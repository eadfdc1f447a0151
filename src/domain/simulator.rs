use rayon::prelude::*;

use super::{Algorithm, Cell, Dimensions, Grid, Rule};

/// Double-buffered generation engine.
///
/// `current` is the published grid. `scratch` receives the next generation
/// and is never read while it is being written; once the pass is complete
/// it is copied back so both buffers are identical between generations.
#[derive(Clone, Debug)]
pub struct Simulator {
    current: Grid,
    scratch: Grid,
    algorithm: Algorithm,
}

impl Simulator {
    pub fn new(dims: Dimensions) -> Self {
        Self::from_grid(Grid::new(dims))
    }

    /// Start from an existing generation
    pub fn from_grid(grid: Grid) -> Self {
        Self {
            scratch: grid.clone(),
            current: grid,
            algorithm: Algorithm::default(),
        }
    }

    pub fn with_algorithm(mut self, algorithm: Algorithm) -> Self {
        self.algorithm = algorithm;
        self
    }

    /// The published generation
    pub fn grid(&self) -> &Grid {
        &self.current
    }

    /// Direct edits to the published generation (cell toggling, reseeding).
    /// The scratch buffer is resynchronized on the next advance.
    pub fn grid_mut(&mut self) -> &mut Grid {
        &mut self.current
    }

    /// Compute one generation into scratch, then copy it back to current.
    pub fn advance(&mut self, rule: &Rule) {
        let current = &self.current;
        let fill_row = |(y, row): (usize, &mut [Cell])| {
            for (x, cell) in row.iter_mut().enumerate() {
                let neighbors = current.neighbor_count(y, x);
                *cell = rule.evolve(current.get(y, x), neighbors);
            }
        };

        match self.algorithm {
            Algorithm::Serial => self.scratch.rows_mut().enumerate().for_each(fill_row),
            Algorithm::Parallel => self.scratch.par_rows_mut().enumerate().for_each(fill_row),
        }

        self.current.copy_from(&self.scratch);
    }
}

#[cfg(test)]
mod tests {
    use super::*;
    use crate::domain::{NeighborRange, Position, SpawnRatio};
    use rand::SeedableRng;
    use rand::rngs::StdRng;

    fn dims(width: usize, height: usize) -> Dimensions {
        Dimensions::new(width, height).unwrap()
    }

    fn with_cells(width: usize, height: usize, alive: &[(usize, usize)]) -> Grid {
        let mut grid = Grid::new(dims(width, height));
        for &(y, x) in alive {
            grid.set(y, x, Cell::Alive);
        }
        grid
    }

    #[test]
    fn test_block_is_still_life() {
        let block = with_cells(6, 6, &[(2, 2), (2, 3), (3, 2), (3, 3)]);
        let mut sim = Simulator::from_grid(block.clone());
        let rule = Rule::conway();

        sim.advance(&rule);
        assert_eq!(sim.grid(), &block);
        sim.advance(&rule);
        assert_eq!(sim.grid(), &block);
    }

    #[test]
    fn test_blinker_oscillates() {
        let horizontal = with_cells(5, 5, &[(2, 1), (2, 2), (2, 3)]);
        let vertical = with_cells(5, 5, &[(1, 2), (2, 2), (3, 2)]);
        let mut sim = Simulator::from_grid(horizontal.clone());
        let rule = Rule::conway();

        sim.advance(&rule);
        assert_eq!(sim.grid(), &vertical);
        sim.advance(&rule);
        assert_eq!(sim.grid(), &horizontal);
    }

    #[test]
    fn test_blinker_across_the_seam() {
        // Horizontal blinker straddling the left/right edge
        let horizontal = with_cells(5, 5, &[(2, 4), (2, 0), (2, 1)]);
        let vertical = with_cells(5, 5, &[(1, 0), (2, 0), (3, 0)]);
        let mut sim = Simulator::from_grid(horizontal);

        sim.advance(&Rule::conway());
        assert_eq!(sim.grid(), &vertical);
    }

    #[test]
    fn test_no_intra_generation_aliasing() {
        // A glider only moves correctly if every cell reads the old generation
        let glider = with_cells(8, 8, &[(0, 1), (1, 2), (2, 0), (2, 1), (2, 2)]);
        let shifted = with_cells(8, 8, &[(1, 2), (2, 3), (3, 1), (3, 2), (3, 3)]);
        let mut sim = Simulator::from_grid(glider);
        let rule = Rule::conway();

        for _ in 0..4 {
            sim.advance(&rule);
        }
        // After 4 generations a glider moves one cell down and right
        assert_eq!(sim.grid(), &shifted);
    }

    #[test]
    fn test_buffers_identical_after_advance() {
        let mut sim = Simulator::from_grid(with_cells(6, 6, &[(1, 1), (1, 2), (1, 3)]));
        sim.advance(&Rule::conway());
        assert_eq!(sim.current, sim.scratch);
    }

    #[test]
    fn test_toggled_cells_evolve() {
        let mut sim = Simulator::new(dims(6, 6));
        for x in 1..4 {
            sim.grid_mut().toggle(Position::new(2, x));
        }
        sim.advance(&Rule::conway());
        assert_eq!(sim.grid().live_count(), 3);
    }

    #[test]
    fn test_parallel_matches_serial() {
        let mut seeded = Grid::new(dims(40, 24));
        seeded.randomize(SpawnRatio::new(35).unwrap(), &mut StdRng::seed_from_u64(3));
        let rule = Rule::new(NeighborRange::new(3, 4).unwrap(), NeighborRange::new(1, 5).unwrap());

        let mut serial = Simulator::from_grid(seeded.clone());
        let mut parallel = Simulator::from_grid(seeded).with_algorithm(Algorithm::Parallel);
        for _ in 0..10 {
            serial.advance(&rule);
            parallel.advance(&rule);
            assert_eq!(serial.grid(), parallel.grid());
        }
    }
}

> **YOUR GOAL**
What you return must be an exact retyping of the lines above starting at the line with "0), (2, 1), (2, 2)]);" and ending at the line with "let mut seeded", and nothing besides.

> **RESPONSE BOX**
        let glider = with_cells(8, 8, &[(0, 1), (1, 2), (2, 0), (2, 1), (2, 2)]);
        let shifted = with_cells(8, 8, &[(1, 2), (2, 3), (3, 1), (3, 2), (3, 3)]);
        let mut sim = Simulator::from_grid(glider);
        let rule = Rule::conway();

        for _ in 0..4 {
            sim.advance(&rule);
        }
        // After 4 generations a glider moves one cell down and right
        assert_eq!(sim.grid(), &shifted);
    }

    #[test]
    fn test_buffers_identical_after_advance() {
        let mut sim = Simulator::from_grid(with_cells(6, 6, &[(1, 1), (1, 2), (1, 3)]));
        sim.advance(&Rule::conway());
        assert_eq!(sim.current, sim.scratch);
    }

    #[test]
    fn test_toggled_cells_evolve() {
        let mut sim = Simulator::new(dims(6, 6));
        for x in 1..4 {
            sim.grid_mut().toggle(Position::new(2, x));
        }
        sim.advance(&Rule::conway());
        assert_eq!(sim.grid().live_count(), 3);
    }

    #[test]
    fn test_parallel_matches_serial() {
        let mut seeded = Grid::new(dims(40, 24));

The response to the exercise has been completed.